Introduction
My work on mtDNA has led to a thesis that human life begins in Africa, spreads to Asia, and then spreads (1) back West to Europe and Africa and (2) further East into East Asia and the Pacific. I call this the Migration-Back Hypothesis, and you can read all about it here [1], and here, and on my blog generally, where you’ll find a ton of material on topic.
One of the most interesting observations in my work is that the living modern day people of Cameroon test as having the most ancient genomes in the dataset of complete human mtDNA genomes I’ve assembled, which contains 19 archaic mtDNA genomes, that are Heidelbergensis (1 genome), Neanderthal (10 genomes), and Denisovan (8 genomes). This is not too shocking, considering that 53.01% of the 664 genomes in the dataset are at least a 60% match, to at least one archaic genome.
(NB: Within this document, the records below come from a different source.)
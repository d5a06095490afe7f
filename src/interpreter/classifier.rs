//! Line classifier
//!
//! Turns one line of the flat sequence into a tagged [`Stmt`]. Shapes are
//! recognised by literal prefix in a fixed order: conditional header,
//! loop header, declaration, input, output, assignment.

use super::collector::extract_condition;
use super::executor::types::{Declarator, Stmt, VarType};

pub const IF_KEYWORDS: [&str; 2] = ["if", "probe"];
pub const WHILE_KEYWORDS: [&str; 2] = ["while", "pulse"];
pub const DECLARE_KEYWORDS: [&str; 2] = ["var", "shard"];
pub const INPUT_KEYWORDS: [&str; 2] = ["input", "listen"];
pub const OUTPUT_KEYWORDS: [&str; 2] = ["output", "broadcast"];

/// Strip one trailing statement terminator
pub fn strip_terminator(line: &str) -> &str {
    line.strip_suffix(';').unwrap_or(line).trim()
}

/// Classify a single line
pub fn classify(line: &str) -> Stmt {
    let line = strip_terminator(line);

    // Headers match on the bare prefix, so `iffy = 1` is a conditional
    if IF_KEYWORDS.iter().any(|kw| line.starts_with(kw)) {
        return Stmt::If {
            test: extract_condition(line),
        };
    }
    if WHILE_KEYWORDS.iter().any(|kw| line.starts_with(kw)) {
        return Stmt::While {
            test: extract_condition(line),
        };
    }

    if let Some(rest) = keyword_rest(line, &DECLARE_KEYWORDS) {
        return classify_declaration(rest);
    }
    if let Some(rest) = keyword_rest(line, &INPUT_KEYWORDS) {
        return Stmt::Input {
            name: rest.trim().to_string(),
        };
    }
    if let Some(rest) = keyword_rest(line, &OUTPUT_KEYWORDS) {
        return Stmt::Output {
            expr: rest.trim().to_string(),
        };
    }

    if line.contains('=') && !line.contains("==") {
        let mut parts = line.split('=');
        let name = parts.next().unwrap_or_default().trim().to_string();
        let expr = parts.next().unwrap_or_default().trim().to_string();
        return Stmt::Assign { name, expr };
    }

    Stmt::Nop
}

/// Text after `<keyword> ` for the first keyword that matches
fn keyword_rest<'a>(line: &'a str, keywords: &[&str]) -> Option<&'a str> {
    keywords.iter().find_map(|kw| {
        line.strip_prefix(kw)
            .filter(|rest| rest.starts_with(char::is_whitespace))
    })
}

/// Characters a declaration body may contain; anything after the first
/// other character is ignored
fn is_declaration_char(c: char) -> bool {
    c.is_alphanumeric() || c.is_whitespace() || ",=+-*/().'\"_".contains(c)
}

/// `<type> name[, name = expr]...`
fn classify_declaration(rest: &str) -> Stmt {
    let rest = rest.trim_start();
    let type_end = rest
        .find(|c: char| !(c.is_alphanumeric() || c == '_'))
        .unwrap_or(rest.len());
    let (type_word, body) = rest.split_at(type_end);

    if type_word.is_empty() || !body.starts_with(char::is_whitespace) {
        return Stmt::Nop;
    }

    let body = body.trim_start();
    let body = &body[..body.find(|c: char| !is_declaration_char(c)).unwrap_or(body.len())];

    let decls = body
        .split(',')
        .map(str::trim)
        .filter_map(|part| {
            if part.contains('=') {
                let mut sides = part.split('=');
                let name = sides.next().unwrap_or_default().trim();
                let init = sides.next().unwrap_or_default().trim();
                (!name.is_empty()).then(|| Declarator {
                    name: name.to_string(),
                    init: Some(init.to_string()),
                })
            } else {
                (!part.is_empty()).then(|| Declarator {
                    name: part.to_string(),
                    init: None,
                })
            }
        })
        .collect::<Vec<_>>();

    if decls.is_empty() {
        return Stmt::Nop;
    }

    Stmt::Declare {
        ty: VarType::from_keyword(type_word),
        decls,
    }
}

#[cfg(test)]
mod tests {
    use super::*;

    fn decl(name: &str, init: Option<&str>) -> Declarator {
        Declarator {
            name: name.to_string(),
            init: init.map(String::from),
        }
    }

    #[test]
    fn test_classify_declarations() {
        assert_eq!(
            classify("shard core x, y;"),
            Stmt::Declare {
                ty: VarType::Int,
                decls: vec![decl("x", None), decl("y", None)],
            }
        );
        assert_eq!(
            classify("var float sum = x + y"),
            Stmt::Declare {
                ty: VarType::Float,
                decls: vec![decl("sum", Some("x + y"))],
            }
        );
        assert_eq!(
            classify("shard glyph name = \"bob\", other"),
            Stmt::Declare {
                ty: VarType::Str,
                decls: vec![decl("name", Some("\"bob\"")), decl("other", None)],
            }
        );
    }

    #[test]
    fn test_unknown_type_word_declares_string() {
        assert_eq!(
            classify("var text t"),
            Stmt::Declare {
                ty: VarType::Str,
                decls: vec![decl("t", None)],
            }
        );
    }

    #[test]
    fn test_declaration_without_names_is_nop() {
        assert_eq!(classify("var int"), Stmt::Nop);
        assert_eq!(classify("shard core ;"), Stmt::Nop);
    }

    #[test]
    fn test_declaration_body_stops_at_foreign_char() {
        assert_eq!(
            classify("var bool ok = a > b"),
            Stmt::Declare {
                ty: VarType::Bool,
                decls: vec![decl("ok", Some("a"))],
            }
        );
    }

    #[test]
    fn test_classify_io() {
        assert_eq!(
            classify("listen x;"),
            Stmt::Input {
                name: "x".to_string()
            }
        );
        assert_eq!(
            classify("input   y"),
            Stmt::Input {
                name: "y".to_string()
            }
        );
        assert_eq!(
            classify("broadcast \"Hello\";"),
            Stmt::Output {
                expr: "\"Hello\"".to_string()
            }
        );
    }

    #[test]
    fn test_classify_headers() {
        assert_eq!(
            classify("probe (x > 0)"),
            Stmt::If {
                test: "x > 0".to_string()
            }
        );
        assert_eq!(
            classify("pulse (i <= n)"),
            Stmt::While {
                test: "i <= n".to_string()
            }
        );
        // Prefix match, not a keyword match
        assert_eq!(
            classify("iffy = 3;"),
            Stmt::If {
                test: String::new()
            }
        );
    }

    #[test]
    fn test_classify_assignment() {
        assert_eq!(
            classify("x = x + 1;"),
            Stmt::Assign {
                name: "x".to_string(),
                expr: "x + 1".to_string()
            }
        );
        assert_eq!(classify("x == 1"), Stmt::Nop);
    }

    #[test]
    fn test_classify_nop() {
        assert_eq!(classify("{"), Stmt::Nop);
        assert_eq!(classify("}"), Stmt::Nop);
        assert_eq!(classify("fallback"), Stmt::Nop);
        assert_eq!(classify("outputs"), Stmt::Nop);
    }

    #[test]
    fn test_strip_terminator() {
        assert_eq!(strip_terminator("output x;"), "output x");
        assert_eq!(strip_terminator("output x;;"), "output x;");
        assert_eq!(strip_terminator("output x"), "output x");
    }
}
This comparison to the archaic genomes is done using the only sensible global alignment for mtDNA, so you can’t argue that it’s chance, or cherry picking, there are a lot of living people that have archaic mtDNA. The reason I’m writing this note is because I think two of the Neanderthal genomes were misclassified by the scientists that sequenced the genomes.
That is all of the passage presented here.